AQIM operates not just in Mali, but in a corridor along much of the northern Sahel. This 7,000-kilometer (4,300-mile) long ribbon of land runs across the widest part of Africa, and includes sections of Mauritania, Niger, Algeria, Libya, Burkina Faso and Chad.

“One could come up with a conceivable containment strategy for the Swat Valley,” said Africa expert Peter Pham, an adviser to the U.S. military’s African command center, referring to the region of Pakistan where Taliban fighters once dominated. “There’s no containment strategy for the Sahel, which runs from the Atlantic Ocean to the Red Sea.”
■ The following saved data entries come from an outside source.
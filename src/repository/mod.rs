//! The primitive repository facade: a thin, stateless API over the object
//! store and reference readers, returning plain record types.
//!
//! A [`Repository`] handle owns the object accessor, the file-stream cache,
//! and the reference data read once at open (`packed-refs`, `FETCH_HEAD`,
//! remote URLs from `config`). Those three reads run concurrently. All
//! value records returned from the facade are by-value snapshots that do
//! not pin the repository.

pub mod config;
pub mod reflog;
pub mod refs;
pub mod stash;
pub mod status;
pub mod submodule;
pub mod worktree;

use std::{
    collections::HashMap,
    path::{Path, PathBuf},
    sync::Arc,
};

use path_absolutize::Absolutize;

use crate::{
    errors::GitError,
    fs::{self, FileStreamCache},
    hash::ObjectHash,
    internal::{
        index::{IndexEntry, parse_index},
        object::{
            ObjectTrait,
            commit::Commit,
            tag::Tag,
            tree::Tree,
            types::ObjectType,
        },
        odb::{ObjectAccessor, RawObject},
    },
    sync::CancellationToken,
};

use refs::{FetchHead, Head, PackedRefs, RefReader, Reference, TagReference};
use reflog::ReflogEntry;
use stash::Stash;

/// Nested annotated tags deeper than this are treated as malformed.
const MAX_TAG_NESTING: usize = 10;

/// Options applied when opening a repository.
#[derive(Clone)]
pub struct OpenOptions {
    /// Cancellation token observed at suspension points by every operation
    /// on the handle.
    pub cancel: CancellationToken,
    /// Recompute and check the object id of every object materialised by
    /// hash (verifier mode).
    pub verify_objects: bool,
    /// Fan-out bound for index hashing and working-directory scans.
    pub concurrency: usize,
}

impl Default for OpenOptions {
    fn default() -> Self {
        OpenOptions {
            cancel: CancellationToken::new(),
            verify_objects: false,
            concurrency: 8,
        }
    }
}

/// A read-only handle onto one on-disk repository.
#[derive(Debug)]
pub struct Repository {
    /// This checkout's git directory (for linked worktrees this is
    /// `worktrees/<name>` under the main git directory).
    pub(crate) git_dir: PathBuf,
    /// Where `objects/`, `refs/`, and `packed-refs` live (equal to
    /// `git_dir` except for linked worktrees).
    pub(crate) common_dir: PathBuf,
    pub(crate) work_dir: Option<PathBuf>,
    pub(crate) streams: Arc<FileStreamCache>,
    pub(crate) odb: ObjectAccessor,
    pub(crate) packed_refs: PackedRefs,
    pub(crate) fetch_heads: Vec<FetchHead>,
    pub(crate) remotes: HashMap<String, String>,
    pub(crate) cancel: CancellationToken,
    pub(crate) concurrency: usize,
}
“Al-Qaida never owned Afghanistan,” said a UN diplomat who was held hostage by Al Qaeda in the Islamic Magreb. “They do own northern Mali.” Some experts think the group and its associates now have surface-to-air missiles which they stole from the Malian army bases they overran and, of course, from the Qaddafi weapons depots that were looted in the aftermath of the Libyan revolution. It’s not just AQIM there either: Other jihadi groups like Ansar Dine are flowing into the north of the country, partly because it was a safe haven and partly because it’s now quickly turning into the hottest global flashpoint with the infidel crusaders. (Jihadi leaders are threatening France, of course.) What Obama, Chuck Hagel, and John Brennan plan to do about all of this, especially in an age of defense cuts, is unclear, although it’s a safe bet that the left’s dream of ending the age of drone warfare will have to wait. According to the Times, one plan favored by U.S. strategists is to target the jihadi groups’ leaders in hopes that taking them out will cause the groups to fall apart. Another option is to wait until an Awakening-type backlash develops among the local as they’re treated to a taste of the glories of sharia, but how you’d go about organizing that Awakening without many, many troops on the ground is also unclear. You see, though, how one intervention can beget another: Obama went into Libya to oust Qaddafi because he wanted to purchase some goodwill with Muslims during the Arab Spring, and now he’ll likely have to go into Mali to manage the spillover — which Islamists will demagogue to try to destroy any goodwill America has with Muslims after the Arab Spring.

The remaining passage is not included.